The Healthy Start scheme (Best Start Foods in Scotland) was introduced by the Government to help children have a healthy start in life by helping families buy nutritious foods and milk for their kids. You can use the vouchers in over 30,000 shops in the UK to buy:

  • plain cow’s milk
  • infant formula milk
  • fresh, frozen or tinned fruit and vegetables
  • fresh, dried, and tinned pulses like lentils, beans, peas and barley

You can also get free vitamin supplements during pregnancy and while your child is under one, plus vitamins for your child(ren) until their 4th birthday. Ask your GP or midwife for more information about how to claim these. 

Who's eligible for Healthy Start food vouchers?

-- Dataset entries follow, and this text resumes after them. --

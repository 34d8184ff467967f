//! In-place array reversal
//!
//! The array is passed as a list value and copied into an array variable,
//! so every swap is visible in the frame's cell row.

use crate::error::{Result, TraceError};
use crate::model::function::FunctionInfo;
use crate::model::value::Value;
use crate::model::variable::ArrayVar;
use crate::trace::{TraceSession, TracedFunction};
use futures_util::future::{FutureExt, LocalBoxFuture};

const REVERSE_SOURCE: &str = "\
def reverse(array):
    n = len(array)
    for i in [[loop|range(n // 2)]]:
        [[swap|swap(array, i, n - 1 - i)]]
    [[return|return array]]";

/// Row on which the array cells are drawn
const ARRAY_ROW: f64 = 7.0;

/// `reverse(array)`
pub struct Reverse {
    info: FunctionInfo,
}

impl Reverse {
    pub fn new() -> Self {
        Reverse {
            info: FunctionInfo::new("reverse", REVERSE_SOURCE),
        }
    }
}

impl Default for Reverse {
    fn default() -> Self {
        Self::new()
    }
}

impl TracedFunction for Reverse {
    fn info(&self) -> &FunctionInfo {
        &self.info
    }

    fn run<'a>(&'a self, session: &'a TraceSession) -> LocalBoxFuture<'a, Result<Value>> {
        async move {
            let Value::List(items) = session.pop() else {
                return Err(TraceError::KindMismatch {
                    name: "array".to_string(),
                    expected: "a list",
                });
            };
            let n = items.len();
            session.add_array(ArrayVar::new("array", n), Some((2.0, ARRAY_ROW)))?;
            for (index, item) in items.into_iter().enumerate() {
                session.array_set("array", index, item)?;
            }
            session.declare("n")?;
            session.declare("i")?;
            session.set("n", Value::Int(n as i64))?;
            session.layout_variables()?;

            for i in 0..n / 2 {
                session
                    .request_step("loop", move |s| s.set("i", Value::Int(i as i64)))
                    .await??;
                session
                    .request_step("swap", move |s| {
                        let j = n - 1 - i;
                        let left = s.array_get("array", i)?;
                        let right = s.array_get("array", j)?;
                        s.array_set("array", i, right)?;
                        s.array_set("array", j, left)
                    })
                    .await??;
            }

            session
                .request_step("return", |s| -> Result<Value> {
                    s.with_current_frame(|frame| frame.array("array").map(|a| a.values().to_vec()))?
                        .map(Value::List)
                })
                .await?
        }
        .boxed_local()
    }
}
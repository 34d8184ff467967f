//! The tracing core
//!
//! - [`session`]: the [`TraceSession`] coordinator, frame management and the
//!   call protocol
//! - [`scheduler`]: step requests, the continuation queue and the step
//!   controls
//! - [`function`]: the [`TracedFunction`] contract and the function registry

pub mod function;
pub mod scheduler;
pub mod session;

pub use function::{FunctionTable, ScriptedFunction, TracedFunction};
pub use scheduler::{Control, StepFuture};
pub use session::TraceSession;
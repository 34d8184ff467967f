//! TUI pane rendering modules
//!
//! # Pane Modules
//!
//! - [`canvas`]: the stack of frames, drawn from the in-memory canvas
//! - [`status`]: status bar with keybindings and session state
//!
//! Each pane module exports a primary `render_*` function that reads its
//! input and never mutates session state.

pub mod canvas;
pub mod status;

pub use canvas::{canvas_area, render_canvas_pane};
pub use status::{render_status_bar, StatusRenderData};
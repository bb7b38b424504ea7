use crate::backend::NotificationBackend;
use crate::collector::get_notification_feed;
use crate::models::NotificationCandidate;
use crate::overlay::DismissalOverlay;
use std::collections::HashSet;
use std::sync::atomic::{AtomicU64, Ordering};
use std::sync::Arc;
use tokio::sync::Mutex;

#[derive(Debug, Default)]
struct FeedState {
    items: Vec<NotificationCandidate>,
    applied_cycle: u64,
    /// Optimistically removed ids whose store action has not resolved.
    pending_removals: HashSet<String>,
}

/// The rendered notification list for one user.
///
/// Every fetch cycle takes an increasing id. A cycle is applied only if no
/// newer cycle and no local mutation landed since it was issued, so a slow
/// response can never overwrite fresher state. Items with a pending removal
/// are filtered out of every cycle until the removal settles.
pub struct NotificationFeed {
    user_id: String,
    backend: Arc<dyn NotificationBackend>,
    overlay: Arc<DismissalOverlay>,
    state: Mutex<FeedState>,
    issued_cycles: AtomicU64,
}

impl NotificationFeed {
    pub fn new(user_id: &str, backend: Arc<dyn NotificationBackend>, overlay: Arc<DismissalOverlay>) -> Self {
        Self {
            user_id: user_id.to_string(),
            backend,
            overlay,
            state: Mutex::new(FeedState::default()),
            issued_cycles: AtomicU64::new(0),
        }
    }

    pub fn user_id(&self) -> &str {
        &self.user_id
    }

    pub fn backend(&self) -> &Arc<dyn NotificationBackend> {
        &self.backend
    }

    pub fn overlay(&self) -> &Arc<DismissalOverlay> {
        &self.overlay
    }

    pub async fn refresh(&self) -> Vec<NotificationCandidate> {
        let cycle = self.issued_cycles.fetch_add(1, Ordering::SeqCst) + 1;
        let items = get_notification_feed(self.backend.as_ref(), &self.overlay, &self.user_id).await;

        let mut state = self.state.lock().await;
        if cycle <= state.applied_cycle {
            tracing::debug!(user_id = %self.user_id, cycle, applied = state.applied_cycle, "discarding stale fetch cycle");
            return state.items.clone();
        }
        let state = &mut *state;
        state.applied_cycle = cycle;
        state.items = items
            .into_iter()
            .filter(|candidate| !state.pending_removals.contains(&candidate.id))
            .collect();
        tracing::debug!(user_id = %self.user_id, cycle, count = state.items.len(), "applied fetch cycle");
        state.items.clone()
    }

    pub async fn items(&self) -> Vec<NotificationCandidate> {
        self.state.lock().await.items.clone()
    }

    pub async fn find(&self, id: &str) -> Option<NotificationCandidate> {
        self.state
            .lock()
            .await
            .items
            .iter()
            .find(|candidate| candidate.id == id)
            .cloned()
    }

    /// Drops `id` from the rendered list right away.
    pub async fn remove(&self, id: &str) -> Option<NotificationCandidate> {
        let mut state = self.state.lock().await;
        self.supersede_in_flight(&mut state);
        let position = state.items.iter().position(|candidate| candidate.id == id)?;
        Some(state.items.remove(position))
    }

    /// Drops `id` and keeps it hidden from every cycle until [`Self::settle`].
    pub async fn remove_pending(&self, id: &str) -> Option<NotificationCandidate> {
        let mut state = self.state.lock().await;
        self.supersede_in_flight(&mut state);
        state.pending_removals.insert(id.to_string());
        let position = state.items.iter().position(|candidate| candidate.id == id)?;
        Some(state.items.remove(position))
    }

    /// Ends a pending removal. Cycles issued while it was pending may have
    /// read the row before the store action landed, so they are discarded.
    pub async fn settle(&self, id: &str) {
        let mut state = self.state.lock().await;
        self.supersede_in_flight(&mut state);
        state.pending_removals.remove(id);
    }

    pub async fn mark_all_read(&self) -> usize {
        let mut state = self.state.lock().await;
        self.supersede_in_flight(&mut state);
        let mut flipped = 0;
        for candidate in state.items.iter_mut().filter(|candidate| !candidate.read) {
            candidate.read = true;
            flipped += 1;
        }
        flipped
    }

    pub async fn unread_count(&self) -> usize {
        self.state
            .lock()
            .await
            .items
            .iter()
            .filter(|candidate| !candidate.read)
            .count()
    }

    fn supersede_in_flight(&self, state: &mut FeedState) {
        state.applied_cycle = state.applied_cycle.max(self.issued_cycles.load(Ordering::SeqCst));
    }
}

Again, who's eligible and how you apply differs depending where in the UK you live:

  • In England, Wales and Northern Ireland. You can apply for Healthy Start food vouchers if both of the following apply:

    - You’re at least 10 weeks pregnant, or you have at least one child under four years old; and
    - You or your partner receive any of Child Tax Credits (only if your family’s annual income is £16,190 or less), income-related Employment and Support Allowance, Income Support, income-based Jobseeker’s Allowance, pension credit or universal Credit (but only if your family earns £408 or less per month from employment)

  • In Scotland. You can apply for the Best Start Food scheme from the beginning of your pregnancy, and if you receive any of:

    - Child Tax Credits (household income must be £16,480 or less per year)
    - Child Tax Credit and Working Tax Credit (income from work must be less than £7,500 per year)
    - Income-related Employment and Support Allowance
    - Income Support
    - income-based Jobseeker’s Allowance
    - Pension credit
    - Universal Credit (household income from work must be £625 or less per month)
    - Housing benefit (household income from work must be less than £317 a week)

You’ll also be eligible for the Healthy Start or Best Start scheme if you’re pregnant and under 18, even if you don’t receive any benefits.

Healthy Start food vouchers

When are you eligible How much you'll get
From the 10th week of your pregnancy (or from week one of your pregnancy in Scotland) £17
(£18 in Scotland) every four weeks

From when your child is born until they are one year old

£34

(£36 in Scotland) every four weeks 

For children between one and four years old (until three years old in Scotland)

£17

(£18 in Scotland) every four weeks

How do I use my Healthy Start food vouchers?

In England, Wales and Northern Ireland, vouchers are issued as physical paper vouchers, but these are being replaced by digital prepaid cards, with paper vouchers being stopped sometime in 2022. In Scotland, these are already prepaid digital cards. 

You’ll receive your vouchers by post every four weeks, or if you have a prepaid card, this will be automatically topped up every four weeks.

You can use your vouchers in most places that sell milk, infant formula, fruit, and vegetables. If you have a card, look out for the Mastercard logo, normally on the shop door or at the till, to see where it's accepted. Generally you'll be able to use vouchers and cards at:

  • supermarkets
  • convenience stores
  • pharmacies
  • newsagents
  • butchers
  • petrol stations 

In Scotland, you can also use the Best Start Foods card for online supermarket orders.

You’ll stop receiving the vouchers once your child turns four (or three in Scotland), or if you stop receiving benefits.